I simply have to disagree with your assessment of third parties. I'm convinced Barack will win, he is the better candidate, thusly I'd rather help a third party try to meet the threshhold.

Dusty said...

Excellent points..I am crossposting this at Sirens Diva. :)

DivaJood said...

DK, we might be twins separated at birth, except I was not a twin. I do think I still vote my conscience, but it is tempered by broader analysis. What a great way to put it. And what I've come to really respect about Obama is that this is exactly how he works. He is quite good at bringing people together to build for the greater good.

TUA, we have tremendous say in who the front runners are. Unfortunately, the majority of people are apathetic and don't bother to vote. They don't bother to read. And not to decide is a decision.

Ingrid, thanks for coming by. Again, I think it is more about voter apathy and the American prediliction to not pay attention to anything thoughtful. The majority of Americans really define the lowest common denominator. I would urge you to apply for citizenship regardless of who wins, because I believe that every thoughtful voice counts.

Frederick, this is exactly why I said that while I disagree with you, and you with me, I do respect your choice. However, in my opinion, the best way to pursue real independence is to work within the system to change it. So if that means creating a viable third party, I would go for it. But in my experience, all third party candidates I have seen so far have been pretty marginal and unacceptible choices. Ron Paul? He's very right wing, with only his anti-war position going for him.

Dusty, thank you! I always forget. You should send me a daily kick in the pants saying "Sirens. Post at Sirens."

robin andrea said...

Excellent and logical, just the way I like a good point made.

DivaJood said...

Robin, thank you. I rarely follow logic, so that's a real compliment.

Steve Bates said...

Thank you, Diva Jood, for spreading a much-needed conversation to a wider variety of participants. Thanks to you, Frederick and Fallenmonk, I've seen discussions of approaches to voting on several blogs now. That has to be a good thing!

D.K. Raed said...

Diva, we "might be twins separated at birth" except I am not blond, nor do I have orgasmic lips! OK, sorry to diverge from the discussion, I just couldn't resist.

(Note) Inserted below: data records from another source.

//! Fork-join helpers shared by the ingestion and transpose loops.
//!
//! Parallel sections in this crate follow one shape: a single virtual row
//! range is statically partitioned into as many chunks as there are threads,
//! every chunk runs to completion, and the call blocks until all chunks are
//! done. The chunk index doubles as the logical thread id, which keeps the
//! output layout deterministic regardless of which pool worker picks up
//! which chunk.

use std::ops::Range;

/// Resolve a thread-count argument.
///
/// - `0` = auto (current rayon pool width)
/// - `n` = exactly `n` threads
#[inline]
pub fn resolve_threads(n_threads: usize) -> usize {
    if n_threads == 0 {
        rayon::current_num_threads()
    } else {
        n_threads
    }
}

/// Statically partition `0..len` into `n_chunks` contiguous ranges.
///
/// The first `len % n_chunks` ranges are one element longer, so sizes differ
/// by at most one. Ranges may be empty when `n_chunks > len`.
pub fn chunk_ranges(len: usize, n_chunks: usize) -> Vec<Range<usize>> {
    assert!(n_chunks > 0, "need at least one chunk");
    let base = len / n_chunks;
    let rem = len % n_chunks;
    let mut ranges = Vec::with_capacity(n_chunks);
    let mut start = 0;
    for i in 0..n_chunks {
        let size = base + usize::from(i < rem);
        ranges.push(start..start + size);
        start += size;
    }
    ranges
}

/// Run a closure inside a thread pool of exactly `n_threads` threads.
///
/// Thread count semantics match [`resolve_threads`]: `0` = auto, `1` runs
/// the closure on the calling thread without building a pool.
pub fn run_with_threads<T: Send>(n_threads: usize, f: impl FnOnce() -> T + Send) -> T {
    let n = resolve_threads(n_threads);
    if n == 1 {
        return f();
    }
    let pool = rayon::ThreadPoolBuilder::new()
        .num_threads(n)
        .build()
        .expect("failed to create thread pool");
    pool.install(f)
}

And thanks for the link to Steve Bates' excellent post! I can't believe it would lose him any friends. A no vote is a vote for McCain, just the same as the most rabid irrational replicant republican who automatically touches anything on the voting screen with an (R) after its name.

If a viable 3rd party were going to make a run at the presidency this year, they would've already emerged & be fronting candidates & getting on each state's ballots. My everlasting thanks to Ross Perot for keeping H.W. from a 2nd term aside, I think the last 3rd party challenge with any chance of success was Teddy R with his Bullmoose Party and even that failed. Still, if the past is any indication of the future, we will get a viable 3rd party one day -- otherwise we'd still be voting for whigs & tories.

DivaJood said...

Steve, your post was the most sensible argument for not voting 3rd party or sitting it out that I've ever read. So of course I wanted to link it and refer people to you.

DK, I might not be blond anymore either, but only my hairdresser knows. Yes, a viable 3rd party will eventually evolve - it has to - but frankly, over the years all we've been offered are marginal candidates and a guy with Dumbo ears (yes, Perot kept GHW Bush from a second term, but still.)(Several years ago, I was visiting a friend in Dallas who took me past Perot's house - the gates had the letters RP in gold but the way they were written mimicked his ears. We also drove past Mary Kay's house, which was pink.)

Fran said...

Hmmmm what can I say here that has not already been said? How could a dem vote for McCain? A war monger? Seriously?

DivaJood said...

Fran, extremely prejudiced people will not vote for him.